Thursday, February 28, 2013

Code for America

Jennifer Pahlka leads Code for America, which she calls something like a Teach for America or Peace Corp for geeks. The organization pairs techies, coders, designers and data wranglers with municipal governments to build apps that help connect citizens with public services and with each other.

The project starts with the premise that both technology and government are platforms for collective action. In that light, updating government's traditionally lagging approach to digital technology might have a big impact in terms of engagement with grassroots community projects.

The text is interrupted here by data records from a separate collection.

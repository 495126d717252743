use serde::{Deserialize, Serialize};

/// Email message to be sent
#[derive(Debug, Clone, Serialize, Deserialize)]
pub struct Email {
    /// Unique identifier for the email
    pub id: String,
    /// Recipient email address
    pub to: String,
    /// Email subject
    pub subject: String,
    /// Plain text body
    pub body_text: Option<String>,
    /// HTML body
    pub body_html: Option<String>,
}

impl Email {
    /// Create a new email with required fields
    pub fn new(to: impl Into<String>, subject: impl Into<String>) -> Self {
        Self {
            id: uuid::Uuid::new_v4().to_string(),
            to: to.into(),
            subject: subject.into(),
            body_text: None,
            body_html: None,
        }
    }

    /// Set plain text body
    pub fn with_text(mut self, text: impl Into<String>) -> Self {
        self.body_text = Some(text.into());
        self
    }

    /// Set HTML body
    pub fn with_html(mut self, html: impl Into<String>) -> Self {
        self.body_html = Some(html.into());
        self
    }

    /// True when the message has any body at all
    pub fn has_body(&self) -> bool {
        self.body_text.is_some() || self.body_html.is_some()
    }
}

The hope is that government can learn a few tricks from Internet and start-up culture - being permissionless and open, crowd-sourcing. Pahlka spoke at the conference Strata yesterday on helping government become more data-driven (Moneyballing Government).

Code for America seems to like trying lots of quick experimental projects to see what sticks. Some of these include:

Rebooting government

Politics may be broken beyond any individuals ability to fix. technology can lower the barrier to entry letting more people lend a hand to help the day-to-day business of government run better. In Pahlka's vision, this involves setting aside politics and contempt for bureaucracy and realizing that we are not just consumers of public services. By using our hands rather than our voices, we end up strengthening civil society.

Our contempt for bureaucracy keeps bureaucracy working against us. Maybe it's better to occupy the SEC than Wall Street.

She concludes her 2012 TED talk Coding a better government with the observation that “We're not going to fix government until we fix citizenship.” and asks, “Are we just a crowd of voices, or are we a crowd of hands?”